Geography and imagined communities

As I suggested in my first post, I am interested in what should count as basic training in political theory. The background political geography of the "history of ancient political thought" is largely restricted to Greece and Italy (Athens, Rome, Milan, Naples, Florence). Courses with a greater emphasis on medieval thought might follow Marsilius and William of Ockham to Munich, or Christine de Pizan to Paris, but even these side trips are rare. I don't mean to suggest this imagined political geography defines scholarly interests in the field. But it constitutes the frame of reference against which we trace the influence of political ideas 'from Plato to Machiavelli.'

It also presumes and establishes a particularly bounded imagined intellectual community (and doesn't the project of "comparative" political theory also presume and establish these boundaries?), offering students raised within the watershed of the Mississippi, for example, the classical traditions of Athens and Rome as the presumptive fons et origo of their own. Thus they are invited to identify with the ancestral Greek founders from whom they inherit the 'gift' of western political thought (a transaction about which Gayle Rubin might have much to say).

And yet, of course, it would be foolish to suggest that we can proceed without drawing any boundaries at all, and any boundaries we draw will inevitably be contested. So, let's draw some. Consider the effect, for example, of plotting our imagined political geography through the travels of three late medieval travelers, Benjamin of Tudela, Marco Polo, and Ibn Battuta:

Image copyright: David M. Lawrence, 2013. Permission requested.    

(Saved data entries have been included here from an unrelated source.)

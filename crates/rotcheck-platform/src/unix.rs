//! Unix platform implementation
//!
//! Uses `statvfs(3)`, which Linux, macOS and the BSDs all provide.

use crate::{os_error, PlatformError, Result, SpaceInfo};
use std::ffi::CString;
use std::os::unix::ffi::OsStrExt;
use std::path::Path;

// Field widths differ between platforms
#[allow(clippy::unnecessary_cast)]
pub(crate) fn query_space(path: &Path) -> Result<SpaceInfo> {
    let c_path = CString::new(path.as_os_str().as_bytes())
        .map_err(|_| PlatformError::InvalidPath(path.display().to_string()))?;

    // SAFETY: statvfs is plain old data, so an all-zero value is valid.
    #[allow(unsafe_code)]
    let mut stat: libc::statvfs = unsafe { std::mem::zeroed() };

    // SAFETY: c_path is a valid NUL-terminated string that outlives the call, and
    // stat points to writable memory of the right type.
    #[allow(unsafe_code)]
    let result = unsafe { libc::statvfs(c_path.as_ptr(), &mut stat) };

    if result != 0 {
        return Err(os_error(path, std::io::Error::last_os_error()));
    }

    Ok(space_from_stat(
        stat.f_bavail as u64,
        stat.f_blocks as u64,
        stat.f_frsize as u64,
    ))
}

/// Block counts are in units of the fragment size
fn space_from_stat(available_blocks: u64, total_blocks: u64, fragment_size: u64) -> SpaceInfo {
    SpaceInfo {
        available: available_blocks.saturating_mul(fragment_size),
        total: total_blocks.saturating_mul(fragment_size),
    }
}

Image copyright: David M. Lawrence, 2013. Permission requested.    

We could add Gan Ying, or William of Rubruck, but the point is to use the metaphor of travel as a guide to the boundaries of our political community. We can note at the outset that this geography is also marked by exclusions: the Americas, Australasia and (to some extent) sub-Saharan Africa. My current idea is to foreground these exclusions in the second course in the sequence, one that I suggest should begin in 1488 and not (for example) 1517. We will still be giving and receiving gifts, handed down and exchanged, with a variety of trade-offs necessarily entailed along the way. But tracing political theories across the terrain marked out by these journeys asks us to consider alternative routes along which these gifts have been carried, alternative points of origin, and alternative directions of travel.

Further Reading: 

Benedict Anderson,  Imagined Communities: Reflections on the Origins and Spread of Nationalism

Gayle Rubin, "The Traffic in Women" 

William of Rubruck, The Journey of William of Rubruck to the Eastern Parts of the World 1253-1255 

[I don't pretend to have read the accounts of Marco Polo or Ibn Battuta, though I have read portions of those of Benjamin of Tudela as an undergraduate, but I list them below for interest. Polo is by a long stretch the least reliable, and it is possible that much of his account is not from direct observation. But since when have political theorists presumed reliable narrators?]